Node unable to join existing cluster due (CPS) VXFEN vxfenconfig ERROR V-11-2-1043 Detected a preexisting split brain. Unable to join cluster.

Description

Error Message

/var/VRTSvcs/log/engine_A.log
-------------------------------------------------
2021/07/10 13:39:55 VCS CRITICAL V-16-1-10037 VxFEN driver not configured. Retrying...
2021/07/10 13:40:00 VCS CRITICAL V-16-1-10037 VxFEN driver not configured. Retrying...
2021/07/10 13:40:05 VCS NOTICE V-16-1-10322 System fred1002 (Node '0') changed state from LOCAL_BUILD to EXITED
2021/07/10 13:40:06 VCS NOTICE V-16-1-11059 GAB registration monitoring action set to log system message
2021/07/10 13:40:06 VCS NOTICE V-16-1-11057 GAB registration monitoring timeout set to 0 ms

/var/VRTSvcs/log/vxfen_A.log:
-----------------------------------------------
VXFEN vxfenconfig NOTICE Driver will use customized fencing - mechanism cps
Sat Jul 10 13:44:53 AEST 2021 cluster fencing. will retry. sleeping for 28
Sat Jul 10 13:45:21 AEST 2021 calling regular vxfenconfig
Sat Jul 10 13:45:46 AEST 2021 return value from above operation is 10
Sat Jul 10 13:45:46 AEST 2021 output was VXFEN vxfenconfig ERROR V-11-2-1043 Detected a preexisting split brain.

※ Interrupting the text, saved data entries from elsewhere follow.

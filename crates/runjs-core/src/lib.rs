//! Core data model for runjs
//!
//! A run is one `Job`, which loads one `SourceUnit` and ends in one
//! `ExecutionOutcome`. Every failure carries the stage it happened in.

use std::fmt;
use std::path::{Path, PathBuf};

/// Literal name of the file a job loads from its code directory
pub const SOURCE_FILE_NAME: &str = "user_code.js";

/// A single run request, fixed at process start
#[derive(Debug, Clone, PartialEq, Eq)]
pub struct Job {
    code_directory: PathBuf,
}

impl Job {
    #[must_use]
    pub fn new(code_directory: impl Into<PathBuf>) -> Self {
        Self {
            code_directory: code_directory.into(),
        }
    }

    #[must_use]
    pub fn code_directory(&self) -> &Path {
        &self.code_directory
    }
}

/// Loaded program text, immutable once read
#[derive(Debug, Clone, PartialEq, Eq)]
pub struct SourceUnit {
    path: PathBuf,
    text: String,
}

impl SourceUnit {
    #[must_use]
    pub fn new(path: impl Into<PathBuf>, text: impl Into<String>) -> Self {
        Self {
            path: path.into(),
            text: text.into(),
        }
    }

    #[must_use]
    pub fn path(&self) -> &Path {
        &self.path
    }

    #[must_use]
    pub fn text(&self) -> &str {
        &self.text
    }

    #[must_use]
    pub fn is_empty(&self) -> bool {
        self.text.trim().is_empty()
    }
}

/// Where a run failed
#[derive(Debug, Clone, Copy, PartialEq, Eq)]
pub enum Stage {
    Read,
    Exec,
}

impl Stage {
    /// Diagnostic prefix for failures in this stage
    #[must_use]
    pub const fn label(self) -> &'static str {
        match self {
            Self::Read => "Error reading user code",
            Self::Exec => "Execution error",
        }
    }
}

impl fmt::Display for Stage {
    fn fmt(&self, f: &mut fmt::Formatter<'_>) -> fmt::Result {
        f.write_str(self.label())
    }
}

/// Error types for loading and evaluating user code
#[derive(thiserror::Error, Debug)]
pub enum RunError {
    #[error("{}: {source}", path.display())]
    Read {
        path: PathBuf,
        #[source]
        source: std::io::Error,
    },

    #[error("{}: not valid UTF-8 (invalid byte at offset {offset})", path.display())]
    Decode { path: PathBuf, offset: usize },

    #[error("{}: is a directory, not a file", path.display())]
    NotAFile { path: PathBuf },

    #[error("engine initialisation failed: {message}")]
    Engine { message: String },

    #[error("{description}")]
    Execution { description: String },

    #[error("timed out after {limit_ms} ms")]
    Timeout { limit_ms: u64 },
}

impl RunError {
    #[must_use]
    pub fn read(path: impl Into<PathBuf>, source: std::io::Error) -> Self {
        Self::Read {
            path: path.into(),
            source,
        }
    }

    #[must_use]
    pub fn engine(message: impl fmt::Display) -> Self {
        Self::Engine {
            message: message.to_string(),
        }
    }

    #[must_use]
    pub fn execution(description: impl Into<String>) -> Self {
        Self::Execution {
            description: description.into(),
        }
    }

    #[must_use]
    pub const fn stage(&self) -> Stage {
        match self {
            Self::Read { .. } | Self::Decode { .. } | Self::NotAFile { .. } => Stage::Read,
            Self::Engine { .. } | Self::Execution { .. } | Self::Timeout { .. } => Stage::Exec,
        }
    }
}

/// Final result of a run
#[derive(Debug, Clone, PartialEq, Eq)]
pub enum ExecutionOutcome {
    Success,
    Failure { stage: Stage, message: String },
}

impl ExecutionOutcome {
    #[must_use]
    pub const fn is_success(&self) -> bool {
        matches!(self, Self::Success)
    }

    /// Process exit status for this outcome: 0 on success, 1 on any failure
    #[must_use]
    pub const fn exit_code(&self) -> i32 {
        match self {
            Self::Success => 0,
            Self::Failure { .. } => 1,
        }
    }

    /// Diagnostic line for standard error, `None` on success
    #[must_use]
    pub fn diagnostic(&self) -> Option<String> {
        match self {
            Self::Success => None,
            Self::Failure { stage, message } => Some(format!("{stage}: {message}")),
        }
    }
}

impl From<RunError> for ExecutionOutcome {
    fn from(error: RunError) -> Self {
        Self::Failure {
            stage: error.stage(),
            message: error.to_string(),
        }
    }
}

impl From<Result<(), RunError>> for ExecutionOutcome {
    fn from(result: Result<(), RunError>) -> Self {
        result.map_or_else(Self::from, |()| Self::Success)
    }
}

Unable to join cluster.

Cause

Preexisting split-brain scenarios with coordinator disks are normally resolved by the administrator running the vxfenclearpre command. A similar solution is required in server-based fencing (CPS) using the cpsadm command.

Run the cpsadm command to clear a registration on a CP server:

# cpsadm -s cp_server -a unreg_node -c cluster_name -n nodeid

NOTES:

cp_server The CP server's virtual IP address or virtual hostname

uuid The UUID (Universally Unique ID) of VCS cluster

nodeid The nodeid of the SF Oracle RAC cluster node

Ensure that fencing is not running on a node before clearing its registration on the CP server.

After removing all stale registrations, the joiner node will now be able to join the existing VCS cluster members.

Veritas Cluster Server (VCS) 5.1 introduced the cluster UUID (Universally Unique ID)

If a cluster UUID is not present or does not match with that of other system nodes in the VCS cluster, then VCS services will not be able start on that system node.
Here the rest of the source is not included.